Se permite tocar un pimentón con la punta de un cuchillo domingo por medio. Así, cuando la punta de acero se inserta y traspasa la carne roja del fruto, la sensación táctil y el sonido exacto se propagan en la cabeza por una sonda rellena de electricidad. La cabeza entra en un estado de elevación parecido al que experimentamos con algunas drogas. Aun cuando los tiempos son difíciles, puesto que se han abierto espacios y cerrado otros, hay que atenerse a las consecuencias a la hora de pensar que rajar un pimentón tan rojo y carnoso es medicinal y exclusivo.
Ruidos, entonces, como una juguera, una cuchara de palo tocando una olla, el tenebroso silencio del agua hirviendo lanzando burbujas calientes que explotan al contacto del aire frío, las bisagras chirriando, la insoportable artificialidad de una campana programada por un electrodoméstico y etc, etc, etc. Aportarán sin duda un sin fin de pensamientos desquiciados, pero propicios para alejarnos de la realidad y, con todo, pegarnos un raquetazo contra la muralla de la cocina.
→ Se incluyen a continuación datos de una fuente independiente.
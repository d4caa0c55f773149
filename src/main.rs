//! tiffany CLI - labeled satellite imagery datasets

use std::path::{Path, PathBuf};
use std::process::ExitCode;

use anyhow::{Context, Result};
use clap::{Parser, Subcommand};
use indicatif::{ProgressBar, ProgressStyle};
use tracing::{info, Level};
use tracing_subscriber::FmtSubscriber;

use tiffany::batch::{read_coordinates, BatchOutcome, BatchProgress, BatchRunner};
use tiffany::config::{
    Credentials, PipelineOptions, DEFAULT_ENV_FILE, DEFAULT_OUTPUT_ROOT, DEFAULT_ZOOM,
};
use tiffany::geometry::{Coordinate, ImageSize, Srs};
use tiffany::pipeline::{ItemPipeline, PipelineOutcome};
use tiffany::provider::StaticMapsClient;
use tiffany::raster::{GeoTiffCompression, LocalRasterStore};
use tiffany::vector::LocalVectorStore;
use tiffany::Error;

// ─── CLI structure ──────────────────────────────────────────────────────

#[derive(Parser)]
#[command(name = "tiffany")]
#[command(
    author,
    version,
    about = "Fetch, georeference and label satellite imagery",
    long_about = None
)]
#[command(subcommand_negates_reqs = true, allow_negative_numbers = true)]
struct Cli {
    /// Latitude of the image center, in degrees
    #[arg(required = true)]
    latitude: Option<String>,

    /// Longitude of the image center, in degrees
    #[arg(required = true)]
    longitude: Option<String>,

    #[command(flatten)]
    options: GlobalOptions,

    #[command(subcommand)]
    command: Option<Commands>,
}

#[derive(clap::Args)]
struct GlobalOptions {
    /// Tile zoom level
    #[arg(short, long, global = true, default_value_t = DEFAULT_ZOOM)]
    zoom: u8,

    /// Image size as LENGTH,WIDTH in pixels
    #[arg(short, long, global = true, default_value = "400,400")]
    size: ImageSize,

    /// Output root directory
    #[arg(long, global = true, default_value = DEFAULT_OUTPUT_ROOT)]
    path: PathBuf,

    /// Label source to clip to each image (ESRI Shapefile or GeoJSON)
    #[arg(long, global = true, value_name = "PATH")]
    with_labels: Option<PathBuf>,

    /// Keep the plain image only (no georeferencing, reprojection or labels)
    #[arg(long, global = true)]
    without_reference: bool,

    /// Re-fetch even if the image already exists
    #[arg(long, global = true)]
    force: bool,

    /// Reference system of the georeferenced output
    #[arg(long, global = true, default_value = "epsg:4326")]
    target_srs: Srs,

    /// GeoTIFF compression
    #[arg(long, global = true, value_enum, default_value_t = CompressionArg::None)]
    compression: CompressionArg,

    /// Environment file holding API_KEY
    #[arg(short, long, global = true, default_value = DEFAULT_ENV_FILE)]
    env: PathBuf,

    /// Continue a batch past failed items and report them at the end
    #[arg(long, global = true)]
    keep_going: bool,

    /// Verbose output (-v debug, -vv trace)
    #[arg(short, long, global = true, action = clap::ArgAction::Count)]
    verbose: u8,
}

#[derive(Clone, Copy, clap::ValueEnum)]
enum CompressionArg {
    /// No compression
    None,
    /// LZW
    Lzw,
    /// Deflate (zlib)
    Deflate,
}

impl From<CompressionArg> for GeoTiffCompression {
    fn from(arg: CompressionArg) -> Self {
        match arg {
            CompressionArg::None => Self::None,
            CompressionArg::Lzw => Self::Lzw,
            CompressionArg::Deflate => Self::Deflate,
        }
    }
}

#[derive(Subcommand)]
enum Commands {
    /// Process every coordinate of a CSV file
    Batch {
        /// CSV of latitude,longitude rows
        input: PathBuf,

        /// Discard the first row of the file
        #[arg(long)]
        skip_header_row: bool,
    },
}

impl GlobalOptions {
    fn pipeline_options(&self) -> PipelineOptions {
        let mut options = PipelineOptions::default()
            .with_zoom(self.zoom)
            .with_size(self.size)
            .with_output_root(&self.path)
            .with_georeference(!self.without_reference)
            .with_force(self.force)
            .with_target_srs(self.target_srs)
            .with_compression(self.compression.into());
        if let Some(labels) = &self.with_labels {
            options = options.with_labels(labels);
        }
        options
    }
}

// ─── Helpers ────────────────────────────────────────────────────────────

fn setup_logging(verbose: u8) -> Result<()> {
    let level = match verbose {
        0 => Level::INFO,
        1 => Level::DEBUG,
        _ => Level::TRACE,
    };
    let subscriber = FmtSubscriber::builder()
        .with_max_level(level)
        .with_target(false)
        .with_writer(std::io::stderr)
        .finish();
    tracing::subscriber::set_global_default(subscriber)
        .context("setting default subscriber failed")
}

type Pipeline = ItemPipeline<StaticMapsClient, LocalRasterStore, LocalVectorStore>;

fn build_pipeline(options: PipelineOptions, env: &Path) -> Result<Pipeline> {
    // Reject conflicting options before the credential is even looked up.
    options.validate()?;
    let credentials = Credentials::load(env)?;
    let provider =
        StaticMapsClient::new(credentials.api_key()).context("Failed to build HTTP client")?;
    let rasters = LocalRasterStore::new().with_compression(options.compression);
    Ok(ItemPipeline::new(options, provider, rasters, LocalVectorStore::new())?)
}

/// Progress bar over batch items.
struct BarProgress {
    bar: ProgressBar,
}

impl BarProgress {
    fn new() -> Result<Self> {
        let bar = ProgressBar::hidden();
        let template = "{bar:40.green/white} {pos}/{len} [{elapsed_precise}] {msg}";
        bar.set_style(ProgressStyle::with_template(template).context("Invalid progress template")?);
        Ok(Self { bar })
    }
}

impl BatchProgress for BarProgress {
    fn start(&mut self, total: usize) {
        self.bar.set_length(total as u64);
        self.bar.set_draw_target(indicatif::ProgressDrawTarget::stderr());
    }

    fn item(
        &mut self,
        _index: usize,
        coordinate: &Coordinate,
        result: std::result::Result<&PipelineOutcome, &Error>,
    ) {
        let status = match result {
            Ok(outcome) if outcome.skipped => "skipped",
            Ok(_) => "done",
            Err(_) => "failed",
        };
        self.bar.set_message(format!(
            "{},{} {status}",
            coordinate.latitude(),
            coordinate.longitude()
        ));
        self.bar.inc(1);
    }

    fn finish(&mut self, _outcome: &BatchOutcome) {
        self.bar.finish_and_clear();
    }
}

impl Drop for BarProgress {
    fn drop(&mut self) {
        if !self.bar.is_finished() {
            self.bar.abandon();
        }
    }
}

// ─── Main ───────────────────────────────────────────────────────────────

fn run(cli: Cli) -> Result<()> {
    setup_logging(cli.options.verbose)?;
    let options = cli.options.pipeline_options();

    match cli.command {
        Some(Commands::Batch {
            input,
            skip_header_row,
        }) => {
            let runner = BatchRunner::new(build_pipeline(options, &cli.options.env)?)
                .with_keep_going(cli.options.keep_going);
            let coordinates = read_coordinates(&input, skip_header_row)?;

            let mut progress = BarProgress::new()?;
            let outcome = runner.run(&coordinates, &mut progress)?;
            info!(
                "{} coordinates: {} skipped, {} failed",
                outcome.total, outcome.skipped_count, outcome.failed_count
            );
        }
        None => {
            let (Some(latitude), Some(longitude)) = (cli.latitude, cli.longitude) else {
                anyhow::bail!("requires LATITUDE and LONGITUDE");
            };
            let pipeline = build_pipeline(options, &cli.options.env)?;
            let coordinate = Coordinate::parse(&latitude, &longitude)?;
            let outcome = pipeline.run(&coordinate)?;
            if outcome.skipped {
                info!(path = %outcome.artifacts.image.display(), "already fetched");
            } else {
                info!(stem = %outcome.artifacts.stem, "done");
            }
        }
    }
    Ok(())
}

fn main() -> ExitCode {
    let cli = Cli::parse();
    match run(cli) {
        Ok(()) => ExitCode::SUCCESS,
        Err(err) => {
            eprintln!("error: {err:#}");
            ExitCode::FAILURE
        }
    }
}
Un día entré en la cocina y viéndome en estado de increíble felicidad me puse a fabricar una receta francesa datada por primera vez en 1605. Un quiche. Como mi ánimo sobreposeía mis movimientos, decidí en lugar de un gran y redondo quiche, hacer veinte pequeños quiches en recipientes ínfimos y con un relleno aún más miserable. Puse huevos, una pizca de sal, tomates cherrys, espinacas, zanahorias, un poco de crema, aliños. Tomé los veinte y, como los perros toman a sus crías, los llevé al horno, donde en lugar de morir calcinados proliferaron de forma tan estupenda. En un estado de dicha y sonrisa pegada de oreja a oreja, los puse en pequeños pocillos y los congelé. Luego, un día de trabajo, saqué uno del refrigerador y lo llevé envuelto en paños. Lo puse sobre la mesa y ¡maravilla! mi almuerzo era el mejor de todos.
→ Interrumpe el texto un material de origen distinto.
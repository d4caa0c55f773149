//! Projection math.
//!
//! Two concerns live here:
//!
//! - The Web Mercator georeferencing of a Static Maps image: given the center
//!   coordinate, zoom and pixel size the image was requested with, compute the
//!   affine transform of the image in EPSG:3857. This uses the fixed constants
//!   of the tile pyramid, not a general-purpose projection library, so the
//!   result lines up with the pixels the provider rendered.
//! - General point reprojection between EPSG codes using pure Rust
//!   (proj4rs + crs-definitions), used by the warp engine and the label clipper.

use proj4rs::proj::Proj;
use proj4rs::transform::transform;

use super::{Coordinate, GeoTransform, ImageSize, Srs};

/// Ground resolution of a zoom-0 Web Mercator pixel at the equator, in meters.
pub const EQUATOR_RESOLUTION: f64 = 156_543.033_92;

/// Half the Web Mercator world width, in meters.
pub const MAX_EXTENT: f64 = 20_037_508.34;

/// Latitude at which the Web Mercator world becomes square, in degrees.
/// The forward projection diverges beyond it.
pub const MAX_LATITUDE: f64 = 85.051_128_779_806_59;

/// Ground sample distance of one pixel at `latitude` and `zoom`.
#[inline]
#[must_use]
pub fn ground_sample_distance(latitude: f64, zoom: u8) -> f64 {
    EQUATOR_RESOLUTION * (latitude * std::f64::consts::PI / 180.0).cos()
        / 2_f64.powi(i32::from(zoom))
}

/// Convert a WGS84 coordinate to Web Mercator `(x, y)` meters.
#[inline]
#[must_use]
pub fn coordinate_to_web_mercator(coordinate: &Coordinate) -> (f64, f64) {
    use std::f64::consts::PI;

    let lat = coordinate.latitude();
    let y = MAX_EXTENT / 180.0 * (((90.0 + lat) * PI / 360.0).tan().ln() / (PI / 180.0));
    let x = coordinate.longitude() * MAX_EXTENT / 180.0;
    (x, y)
}

/// Affine transform (EPSG:3857) of an image rendered around `center`.
///
/// The center coordinate is treated as the pixel at (`width / 2`, `length / 2`),
/// using integer halves the same way the tile request is centered.
#[must_use]
pub fn georeference_transform(center: &Coordinate, zoom: u8, size: ImageSize) -> GeoTransform {
    let gsd = ground_sample_distance(center.latitude(), zoom);
    let (x3857, y3857) = coordinate_to_web_mercator(center);

    let upper_left_y = y3857 + gsd * f64::from(size.length / 2);
    let upper_left_x = x3857 - gsd * f64::from(size.width / 2);

    GeoTransform::north_up(upper_left_x, upper_left_y, gsd, -gsd)
}

/// Project a point from one CRS to another.
///
/// # Errors
/// Returns an error if the EPSG code is not supported or the projection
/// transformation fails.
#[inline]
pub fn project_point(
    source_epsg: i32,
    target_epsg: i32,
    x: f64,
    y: f64,
) -> Result<(f64, f64), String> {
    if source_epsg == target_epsg {
        return Ok((x, y));
    }
    CoordTransformer::new(source_epsg, target_epsg)?.transform(x, y)
}

/// Get PROJ4 string for an EPSG code using the crs-definitions database
#[inline]
pub fn get_proj_string(epsg: i32) -> Option<&'static str> {
    u16::try_from(epsg).ok()
        .and_then(crs_definitions::from_code)
        .map(|def| def.proj4)
}

/// Check if an EPSG code represents a geographic (lon/lat) CRS
#[inline]
#[must_use]
pub fn is_geographic_crs(epsg: i32) -> bool {
    if let Some(proj_str) = get_proj_string(epsg) {
        proj_str.contains("+proj=longlat")
    } else {
        epsg == 4326 || (4000..5000).contains(&epsg)
    }
}

/// Reusable transformer between two EPSG codes.
///
/// Building the `Proj` pair is the expensive part; warping a raster transforms
/// every output pixel through one instance.
pub struct CoordTransformer {
    source_proj: Proj,
    target_proj: Proj,
    source_epsg: i32,
    target_epsg: i32,
    source_is_geographic: bool,
    target_is_geographic: bool,
}

impl CoordTransformer {
    /// # Errors
    /// Returns an error if either code is missing from the database or its
    /// definition cannot be parsed.
    pub fn new(source_epsg: i32, target_epsg: i32) -> Result<Self, String> {
        let source_str = get_proj_string(source_epsg)
            .ok_or_else(|| format!("EPSG:{source_epsg} is not in the crs-definitions database"))?;
        let target_str = get_proj_string(target_epsg)
            .ok_or_else(|| format!("EPSG:{target_epsg} is not in the crs-definitions database"))?;

        let source_proj = Proj::from_proj_string(source_str)
            .map_err(|e| format!("Invalid source projection EPSG:{source_epsg}: {e:?}"))?;
        let target_proj = Proj::from_proj_string(target_str)
            .map_err(|e| format!("Invalid target projection EPSG:{target_epsg}: {e:?}"))?;

        Ok(Self {
            source_proj,
            target_proj,
            source_epsg,
            target_epsg,
            source_is_geographic: is_geographic_crs(source_epsg),
            target_is_geographic: is_geographic_crs(target_epsg),
        })
    }

    /// Transformer between two [`Srs`] values.
    ///
    /// # Errors
    /// See [`CoordTransformer::new`].
    pub fn between(source: Srs, target: Srs) -> Result<Self, String> {
        Self::new(i32::from(source.epsg()), i32::from(target.epsg()))
    }

    /// Transform one point. Geographic coordinates are in degrees on both sides.
    ///
    /// # Errors
    /// Returns an error if proj4rs rejects the point (e.g. outside the projection domain).
    pub fn transform(&self, x: f64, y: f64) -> Result<(f64, f64), String> {
        if self.source_epsg == self.target_epsg {
            return Ok((x, y));
        }

        // proj4rs uses radians for geographic coordinates
        let mut point = if self.source_is_geographic {
            (x.to_radians(), y.to_radians(), 0.0)
        } else {
            (x, y, 0.0)
        };

        transform(&self.source_proj, &self.target_proj, &mut point).map_err(|e| {
            format!(
                "Transform from EPSG:{} to EPSG:{} failed: {e:?}",
                self.source_epsg, self.target_epsg
            )
        })?;

        let (out_x, out_y) = if self.target_is_geographic {
            (point.0.to_degrees(), point.1.to_degrees())
        } else {
            (point.0, point.1)
        };

        if !out_x.is_finite() || !out_y.is_finite() {
            return Err(format!(
                "Transform from EPSG:{} to EPSG:{} produced a non-finite point for ({x}, {y})",
                self.source_epsg, self.target_epsg
            ));
        }

        Ok((out_x, out_y))
    }
}

#[cfg(test)]
mod tests {
    use super::*;

    const EPS: f64 = 1e-6;

    fn approx_eq(a: f64, b: f64) -> bool {
        (a - b).abs() < EPS
    }

    fn coord(lat: f64, lon: f64) -> Coordinate {
        Coordinate::new(lat, lon).unwrap()
    }

    #[test]
    fn test_max_latitude_closes_the_square() {
        let (x, y) = coordinate_to_web_mercator(&coord(MAX_LATITUDE, 180.0));
        assert!((x - MAX_EXTENT).abs() < 1e-6);
        assert!((y - MAX_EXTENT).abs() < 1e-3, "y {y}");
        let (_, pole) = coordinate_to_web_mercator(&coord(-90.0, 0.0));
        assert!(!pole.is_finite());
    }

    #[test]
    fn test_gsd_at_origin_zoom_zero() {
        assert_eq!(ground_sample_distance(0.0, 0), 156_543.033_92);
    }

    #[test]
    fn test_gsd_halves_per_zoom_level() {
        let base = ground_sample_distance(14.5, 0);
        for zoom in 1..=20u8 {
            let expected = base / 2_f64.powi(i32::from(zoom));
            assert!((ground_sample_distance(14.5, zoom) - expected).abs() < 1e-9);
        }
    }

    #[test]
    fn test_transform_at_origin_single_pixel() {
        let gt = georeference_transform(&coord(0.0, 0.0), 0, ImageSize::new(1, 1));
        // 1 / 2 == 0: the single pixel's corner sits on the center coordinate
        assert!(approx_eq(gt.origin_x, 0.0));
        assert!(approx_eq(gt.origin_y, 0.0));
        assert_eq!(gt.pixel_width, EQUATOR_RESOLUTION);
        assert_eq!(gt.pixel_height, -EQUATOR_RESOLUTION);
        assert_eq!(gt.row_rotation, 0.0);
        assert_eq!(gt.column_rotation, 0.0);
    }

    #[test]
    fn test_transform_centers_the_image() {
        let center = coord(14.5, 121.0);
        let size = ImageSize::new(400, 400);
        let gt = georeference_transform(&center, 16, size);
        let (cx, cy) = coordinate_to_web_mercator(&center);

        let (px, py) = gt.pixel_to_world(200.0, 200.0);
        assert!((px - cx).abs() < 1e-6, "x {px} != {cx}");
        assert!((py - cy).abs() < 1e-6, "y {py} != {cy}");
        assert!(gt.pixel_height < 0.0);
    }

    #[test]
    fn test_rectangular_image_uses_length_for_rows() {
        let center = coord(0.0, 0.0);
        let gt = georeference_transform(&center, 0, ImageSize::new(100, 300));
        assert!(approx_eq(gt.origin_y, 50.0 * EQUATOR_RESOLUTION));
        assert!(approx_eq(gt.origin_x, -150.0 * EQUATOR_RESOLUTION));
    }

    #[test]
    fn test_web_mercator_matches_proj4rs() {
        for (lat, lon) in [(0.0, 0.0), (37.8, -122.4), (35.7, 139.7), (14.5, 121.0)] {
            let (x, y) = coordinate_to_web_mercator(&coord(lat, lon));
            let (px, py) = project_point(4326, 3857, lon, lat).unwrap();
            // The truncated MAX_EXTENT constant differs from proj by a few mm
            assert!((x - px).abs() < 0.05, "x at ({lat}, {lon}): {x} vs {px}");
            assert!((y - py).abs() < 0.05, "y at ({lat}, {lon}): {y} vs {py}");
        }
    }

    #[test]
    fn test_project_point_same_crs() {
        let (x, y) = project_point(4326, 4326, 10.0, 51.5).unwrap();
        assert!(approx_eq(x, 10.0));
        assert!(approx_eq(y, 51.5));
    }

    #[test]
    fn test_roundtrip_4326_3857() {
        let transformer = CoordTransformer::between(Srs::WGS84, Srs::WEB_MERCATOR).unwrap();
        let inverse = CoordTransformer::between(Srs::WEB_MERCATOR, Srs::WGS84).unwrap();
        for (lon, lat) in [(0.0, 0.0), (10.0, 51.5), (-122.4, 37.8), (139.7, 35.7)] {
            let (x, y) = transformer.transform(lon, lat).unwrap();
            let (lon2, lat2) = inverse.transform(x, y).unwrap();
            assert!(approx_eq(lon, lon2), "lon: {} != {}", lon, lon2);
            assert!(approx_eq(lat, lat2), "lat: {} != {}", lat, lat2);
        }
    }

    #[test]
    fn test_project_point_via_utm() {
        let (x, y) = project_point(4326, 32633, 15.0, 52.0).unwrap();
        assert!(x > 400000.0 && x < 600000.0, "UTM easting: {}", x);
        assert!(y > 5000000.0 && y < 6000000.0, "UTM northing: {}", y);
    }

    #[test]
    fn test_unsupported_epsg_code() {
        let result = project_point(4326, 999999, 0.0, 0.0);
        assert!(result.unwrap_err().contains("not in the crs-definitions database"));
    }

    #[test]
    fn test_is_geographic_crs() {
        assert!(is_geographic_crs(4326), "4326 is geographic");
        assert!(!is_geographic_crs(3857), "3857 is projected");
        assert!(!is_geographic_crs(32633), "UTM is projected");
    }
}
Como no nací con ningún don más que el de impresionar con mis pequeñas quiches de manufactura casera, sentí alegría al verlos siendo devorados tan ávidamente. En ese mismo instante corrió a mi cabeza una corriente eléctrica que traía el recuerdo de una pequeña orquesta musical que perforaba mis oídos y millones de estímulos en los dedos. Me veía mientras rompía cáscaras de huevos, batía la crema, sacaba el agua de las verduras. Toda la energía motriz del mundo girando como una máquina centrifuga para lograr, al fin, la más deliciosa, absoluta y pequeña quiche de la oficina.